Directions for this task >> Your answer should contain every line of the records, transcribed word for word.

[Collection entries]
************

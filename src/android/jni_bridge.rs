//! JNI glue to the hosting activity
//!
//! The activity owns the viewer calibration (it runs the QR scanner and
//! persists the result) and the camera pipeline, which pushes RGBA frames in
//! through [`Java_com_phonexr_passthrough_MainActivity_nativeOnCameraFrame`].

use std::sync::Mutex;

use android_activity::AndroidApp;
use jni::objects::{JByteArray, JClass, JObject};
use jni::sys::{jint, jobject};
use jni::{JNIEnv, JavaVM};
use lazy_static::lazy_static;
use log::{error, info, warn};

use crate::calibration::{CalibrationStore, DeviceCalibration};
use crate::error::{Error, Result};

/// One RGBA8 camera frame, rows top to bottom.
pub struct CameraFrame {
    pub data: Vec<u8>,
    pub width: u32,
    pub height: u32,
}

lazy_static! {
    static ref PENDING_FRAME: Mutex<Option<CameraFrame>> = Mutex::new(None);
}

/// Latest frame delivered since the last call, if any.
pub fn take_pending_frame() -> Option<CameraFrame> {
    PENDING_FRAME.lock().ok()?.take()
}

fn with_activity<T>(app: &AndroidApp, f: impl FnOnce(&mut JNIEnv, &JObject) -> Result<T>) -> Result<T> {
    let vm = unsafe { JavaVM::from_raw(app.vm_as_ptr() as *mut jni::sys::JavaVM) }
        .map_err(|e| Error::Platform(format!("JavaVM: {e}")))?;
    let mut env = vm
        .attach_current_thread()
        .map_err(|e| Error::Platform(format!("attach thread: {e}")))?;
    let activity = unsafe { JObject::from_raw(app.activity_as_ptr() as jobject) };
    f(&mut env, &activity)
}

/// Calibration held by the activity's preferences.
pub struct JniCalibrationStore {
    app: AndroidApp,
}

impl JniCalibrationStore {
    pub fn new(app: AndroidApp) -> Self {
        Self { app }
    }

    fn fetch(&self) -> Result<DeviceCalibration> {
        with_activity(&self.app, |env, activity| {
            let value = env
                .call_method(activity, "getSavedDeviceParams", "()[B", &[])
                .and_then(|v| v.l())
                .map_err(|e| Error::Platform(format!("getSavedDeviceParams: {e}")))?;
            if value.is_null() {
                return Ok(DeviceCalibration::absent());
            }
            let array = JByteArray::from(value);
            let bytes = env
                .convert_byte_array(&array)
                .map_err(|e| Error::Platform(format!("device params bytes: {e}")))?;
            Ok(DeviceCalibration::new(bytes))
        })
    }
}

impl CalibrationStore for JniCalibrationStore {
    fn saved_params(&mut self) -> DeviceCalibration {
        match self.fetch() {
            Ok(calibration) => calibration,
            Err(e) => {
                error!("Reading saved viewer calibration failed: {}", e);
                DeviceCalibration::absent()
            }
        }
    }

    fn scan_and_save(&mut self) {
        let result = with_activity(&self.app, |env, activity| {
            env.call_method(activity, "scanQrCodeAndSaveDeviceParams", "()V", &[])
                .map(|_| ())
                .map_err(|e| Error::Platform(format!("scanQrCodeAndSaveDeviceParams: {e}")))
        });
        match result {
            Ok(()) => info!("Viewer QR scan launched"),
            Err(e) => error!("{}", e),
        }
    }
}

#[no_mangle]
pub extern "C" fn Java_com_phonexr_passthrough_MainActivity_nativeOnCameraFrame(
    env: JNIEnv,
    _class: JClass,
    frame: JByteArray,
    width: jint,
    height: jint,
) {
    let (Ok(width), Ok(height)) = (u32::try_from(width), u32::try_from(height)) else {
        warn!("Camera frame with negative size {}x{}", width, height);
        return;
    };
    let data = match env.convert_byte_array(&frame) {
        Ok(data) => data,
        Err(e) => {
            error!("Camera frame copy failed: {}", e);
            return;
        }
    };
    if let Ok(mut pending) = PENDING_FRAME.lock() {
        *pending = Some(CameraFrame {
            data,
            width,
            height,
        });
    }
}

************

Reply to the exercise >>
filename src/android/jni_bridge.rs
//! JNI glue to the hosting activity
//!
//! The activity owns the viewer calibration (it runs the QR scanner and
//! persists the result) and the camera pipeline, which pushes RGBA frames in
//! through [`Java_com_phonexr_passthrough_MainActivity_nativeOnCameraFrame`].

use std::sync::Mutex;

use android_activity::AndroidApp;
use jni::objects::{JByteArray, JClass, JObject};
use jni::sys::{jint, jobject};
use jni::{JNIEnv, JavaVM};
use lazy_static::lazy_static;
use log::{error, info, warn};

use crate::calibration::{CalibrationStore, DeviceCalibration};
use crate::error::{Error, Result};

/// One RGBA8 camera frame, rows top to bottom.
pub struct CameraFrame {
    pub data: Vec<u8>,
    pub width: u32,
    pub height: u32,
}

lazy_static! {
    static ref PENDING_FRAME: Mutex<Option<CameraFrame>> = Mutex::new(None);
}

/// Latest frame delivered since the last call, if any.
pub fn take_pending_frame() -> Option<CameraFrame> {
    PENDING_FRAME.lock().ok()?.take()
}

fn with_activity<T>(app: &AndroidApp, f: impl FnOnce(&mut JNIEnv, &JObject) -> Result<T>) -> Result<T> {
    let vm = unsafe { JavaVM::from_raw(app.vm_as_ptr() as *mut jni::sys::JavaVM) }
        .map_err(|e| Error::Platform(format!("JavaVM: {e}")))?;
    let mut env = vm
        .attach_current_thread()
        .map_err(|e| Error::Platform(format!("attach thread: {e}")))?;
    let activity = unsafe { JObject::from_raw(app.activity_as_ptr() as jobject) };
    f(&mut env, &activity)
}

/// Calibration held by the activity's preferences.
pub struct JniCalibrationStore {
    app: AndroidApp,
}

impl JniCalibrationStore {
    pub fn new(app: AndroidApp) -> Self {
        Self { app }
    }

    fn fetch(&self) -> Result<DeviceCalibration> {
        with_activity(&self.app, |env, activity| {
            let value = env
                .call_method(activity, "getSavedDeviceParams", "()[B", &[])
                .and_then(|v| v.l())
                .map_err(|e| Error::Platform(format!("getSavedDeviceParams: {e}")))?;
            if value.is_null() {
                return Ok(DeviceCalibration::absent());
            }
            let array = JByteArray::from(value);
            let bytes = env
                .convert_byte_array(&array)
                .map_err(|e| Error::Platform(format!("device params bytes: {e}")))?;
            Ok(DeviceCalibration::new(bytes))
        })
    }
}

impl CalibrationStore for JniCalibrationStore {
    fn saved_params(&mut self) -> DeviceCalibration {
        match self.fetch() {
            Ok(calibration) => calibration,
            Err(e) => {
                error!("Reading saved viewer calibration failed: {}", e);
                DeviceCalibration::absent()
            }
        }
    }

    fn scan_and_save(&mut self) {
        let result = with_activity(&self.app, |env, activity| {
            env.call_method(activity, "scanQrCodeAndSaveDeviceParams", "()V", &[])
                .map(|_| ())
                .map_err(|e| Error::Platform(format!("scanQrCodeAndSaveDeviceParams: {e}")))
        });
        match result {
            Ok(()) => info!("Viewer QR scan launched"),
            Err(e) => error!("{}", e),
        }
    }
}

#[no_mangle]
pub extern "C" fn Java_com_phonexr_passthrough_MainActivity_nativeOnCameraFrame(
    env: JNIEnv,
    _class: JClass,
    frame: JByteArray,
    width: jint,
    height: jint,
) {
    let (Ok(width), Ok(height)) = (u32::try_from(width), u32::try_from(height)) else {
        warn!("Camera frame with negative size {}x{}", width, height);
        return;
    };
    let data = match env.convert_byte_array(&frame) {
        Ok(data) => data,
        Err(e) => {
            error!("Camera frame copy failed: {}", e);
            return;
        }
    };
    if let Ok(mut pending) = PENDING_FRAME.lock() {
        *pending = Some(CameraFrame {
            data,
            width,
            height,
        });
    }
}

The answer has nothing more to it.